# 22 Days Till Halloween



## Dinosaur1972 (Mar 28, 2007)

22 Days Till Halloween
10/09/2013

*The Legend of Sleepy Hollow (2010)*
It’s kind of nice to hear a non-Disneyfied version of LoSH. The text here is nearly word-for-word from Irving’s story, with only a few modernized changes to make it easier to listen to. It is all narrated (not voice-acted), with terrific accompanying music and some sound effects. It might be the best version of the story I’ve heard.

*Tom Willett - Ghost Gallery - Eerie Tales Based on True Stories (1995)*
Another spoken-word album of ghost stories, but these are all based on real ghost sightings and strange occurrences. The discussions about ghosts in the White House are my favorites. The downside – Willett’s voice does not lend itself to this kind of album. It’s just not a very good or interesting reading voice.

*Troll Read Along Books - The Headless Horseman of Sleepy Hollow (1970)*
A book-and-record set, this 8-1/2 minute rendition goes by quickly. There’s a bit of music and sound effects. It isn’t bad, but is no match for the recording I heard earlier this morning.
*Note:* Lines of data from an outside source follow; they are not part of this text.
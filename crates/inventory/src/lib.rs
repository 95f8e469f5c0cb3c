//! `careforge-inventory` — medical supplies.
//!
//! Stock is held in lots (one row per delivery, with an optional expiry);
//! consumption drains lots soonest-expiry-first and is all-or-nothing so the
//! caller can commit the proposed deductions atomically. Reorder and expiry
//! alerting are pure queries over supplied data.

pub mod alerts;
pub mod engine;
pub mod events;
pub mod item;
pub mod memory;
pub mod stock;
pub mod store;

pub use alerts::{expiry_alerts, reorder_alerts};
pub use engine::{ConsumeStock, LotDeduction, ReceiveStock, StockConsumption, consume_stock, receive_stock};
pub use events::InventoryEvent;
pub use item::{InventoryItem, InventoryItemId};
pub use memory::InMemoryStockRoom;
pub use stock::{InventoryStock, StockId};
pub use store::StockStore;
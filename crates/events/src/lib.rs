//! Domain events describing accepted decisions.

pub mod event;

pub use event::DomainEvent;
use serde::{Deserialize, Serialize};

use careforge_core::{Entity, entity_id};

use crate::contact::ContactInfo;

entity_id!(
    /// Supplier identifier.
    pub struct SupplierId
);

/// Directory entry: an inventory supplier.
#[derive(Debug, Clone, PartialEq, Eq, Serialize, Deserialize)]
pub struct Supplier {
    pub id: SupplierId,
    /// Unique across the directory.
    pub name: String,
    pub contact: ContactInfo,
}

impl Entity for Supplier {
    type Id = SupplierId;

    fn id(&self) -> &SupplierId {
        &self.id
    }
}
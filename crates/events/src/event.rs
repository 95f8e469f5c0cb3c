use chrono::NaiveDateTime;

/// A domain-agnostic event.
///
/// Events are:
/// - **immutable** (treat them as facts)
/// - **versioned** (schema evolution)
/// - designed to be **append-only**
///
/// Engine operations return events next to the updated records; the caller
/// persists both in the same transaction and may republish the events.
pub trait DomainEvent: Clone + core::fmt::Debug + Send + Sync + 'static {
    /// Stable event name/type identifier (e.g. "scheduling.appointment.scheduled").
    fn event_type(&self) -> &'static str;

    /// Schema version for this event type.
    fn version(&self) -> u32;

    /// When the decision was taken: clinic-local business time, always
    /// supplied by the caller (the engine never reads a wall clock).
    fn occurred_at(&self) -> NaiveDateTime;
}
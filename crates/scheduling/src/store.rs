use chrono::NaiveDate;

use careforge_core::DomainResult;
use careforge_registry::DoctorId;

use crate::appointment::Appointment;

/// Store port: read-only appointment lookups the scheduler depends on.
///
/// Implemented by the storage adapter; [`crate::memory::InMemoryAppointments`]
/// backs tests. Reads must be at least snapshot-isolated relative to the write
/// that commits an accepted decision, otherwise two concurrent bookings for
/// the same doctor can both pass the conflict check.
pub trait AppointmentStore {
    /// All of the doctor's appointments whose `scheduled_at` falls on `date`,
    /// regardless of status.
    fn appointments_for_doctor_on(
        &self,
        doctor_id: DoctorId,
        date: NaiveDate,
    ) -> DomainResult<Vec<Appointment>>;
}

impl<S: AppointmentStore + ?Sized> AppointmentStore for &S {
    fn appointments_for_doctor_on(
        &self,
        doctor_id: DoctorId,
        date: NaiveDate,
    ) -> DomainResult<Vec<Appointment>> {
        (**self).appointments_for_doctor_on(doctor_id, date)
    }
}
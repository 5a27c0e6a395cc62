//! Trial duration statistics
//!
//! Mean and standard deviation are computed exactly from the durations in
//! seconds. Percentiles come from an HDR histogram of the same durations in
//! microseconds.

use std::time::Duration;

use hdrhistogram::Histogram;
use serde::Serialize;

/// Summary statistics over a set of trial durations (seconds)
#[derive(Debug, Clone, Default, PartialEq, Serialize)]
pub struct TrialStats {
    pub trials: usize,
    pub mean: f64,
    /// Sample standard deviation (n - 1 denominator)
    pub std_dev: f64,
    /// Population standard deviation (n denominator)
    pub population_std_dev: f64,
    pub min: f64,
    pub max: f64,
    pub p50: f64,
    pub p95: f64,
    pub p99: f64,
}

impl TrialStats {
    /// Compute statistics from trial durations
    pub fn from_durations(durations: &[Duration]) -> Self {
        let secs: Vec<f64> = durations.iter().map(Duration::as_secs_f64).collect();
        let n = secs.len();
        if n == 0 {
            return Self::default();
        }

        let mean = secs.iter().sum::<f64>() / n as f64;
        let squared_dev: f64 = secs.iter().map(|s| (s - mean).powi(2)).sum();
        let std_dev = if n > 1 {
            (squared_dev / (n - 1) as f64).sqrt()
        } else {
            0.0
        };
        let population_std_dev = (squared_dev / n as f64).sqrt();

        let min = secs.iter().copied().fold(f64::INFINITY, f64::min);
        let max = secs.iter().copied().fold(f64::NEG_INFINITY, f64::max);

        // 1us to 1 hour, 3 significant digits
        let mut histogram =
            Histogram::<u64>::new_with_bounds(1, 3_600_000_000, 3).expect("Failed to create histogram");
        for d in durations {
            histogram.saturating_record((d.as_micros() as u64).max(1));
        }
        let percentile = |p: f64| histogram.value_at_percentile(p) as f64 / 1_000_000.0;

        Self {
            trials: n,
            mean,
            std_dev,
            population_std_dev,
            min,
            max,
            p50: percentile(50.0),
            p95: percentile(95.0),
            p99: percentile(99.0),
        }
    }

    /// Coefficient of variation (sample std dev / mean)
    pub fn relative_std_dev(&self) -> f64 {
        if self.mean > 0.0 {
            self.std_dev / self.mean
        } else {
            0.0
        }
    }
}

/// Ratio of baseline mean to candidate mean (>1 means the candidate is faster)
pub fn speedup(baseline: &TrialStats, candidate: &TrialStats) -> Option<f64> {
    if candidate.mean > 0.0 && baseline.trials > 0 && candidate.trials > 0 {
        Some(baseline.mean / candidate.mean)
    } else {
        None
    }
}
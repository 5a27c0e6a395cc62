//! Interactive prompts
//!
//! Asks for the case number, the number of test runs and (when the mutex
//! executor will run) the thread count, one line each, and writes the
//! answers into the parsed CLI arguments. Prompts go to stderr so stdout
//! carries only the report.

use std::io::{self, BufRead, Write};

use super::cli::CliArgs;
use crate::benchmark::ExecutionMode;
use crate::utils::{BenchmarkError, Result};

/// Prompt on stderr and read answers from stdin into `args`
pub fn prompt_from_terminal(args: &mut CliArgs) -> Result<()> {
    let stdin = io::stdin();
    prompt_args(args, &mut stdin.lock(), &mut io::stderr())
}

/// Prompt on `output` and read answers from `input` into `args`
pub fn prompt_args<R: BufRead, W: Write>(
    args: &mut CliArgs,
    input: &mut R,
    output: &mut W,
) -> Result<()> {
    // The case is validated later so an unknown case gets the normal clean exit
    args.case = ask(input, output, "Enter the case number: ")?;

    args.trials = ask_number(input, output, "Enter the number of test runs required: ")?;

    if args.mode != ExecutionMode::Serial {
        args.threads = ask_number(input, output, "Enter the number of threads: ")?;
    }

    Ok(())
}

fn ask<R: BufRead, W: Write>(input: &mut R, output: &mut W, prompt: &str) -> Result<String> {
    write!(output, "{}", prompt)?;
    output.flush()?;

    let mut line = String::new();
    if input.read_line(&mut line)? == 0 {
        return Err(BenchmarkError::Config(format!(
            "No answer given for '{}'",
            prompt.trim_end_matches([':', ' '])
        )));
    }
    Ok(line.trim().to_string())
}

fn ask_number<R: BufRead, W: Write>(input: &mut R, output: &mut W, prompt: &str) -> Result<usize> {
    let answer = ask(input, output, prompt)?;
    answer
        .parse()
        .map_err(|_| BenchmarkError::Config(format!("Expected a number, got '{}'", answer)))
}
*Troll Records - Great Ghost Stories (1973)*
Not my favorite of the Troll ghost story records, largely because these stories just aren’t that scary. “The Golden Arm” is far and away the best track.

*Troll Records - Scary Spooky Stories (Adapted By Cherney Berg) (1973)*
LOVE this one. Excellent telling of “The Dare”. Some stories are more kid-friendly and silly. It has the only “Wait Till Martin Comes” version where Martin comes. “The Skinny Toe” is solid, too. 

*Troll Records - Thrillers And Chillers (1973)*
LOVE LOVE this one, too. It’s got “The Tell-Tale Heart”, “The Monkey’s Paw”, and “The Open Window”. The only stinker is “The Boy Who Drew Cats”. The music gets a little silly, but otherwise this is great, classic storytelling.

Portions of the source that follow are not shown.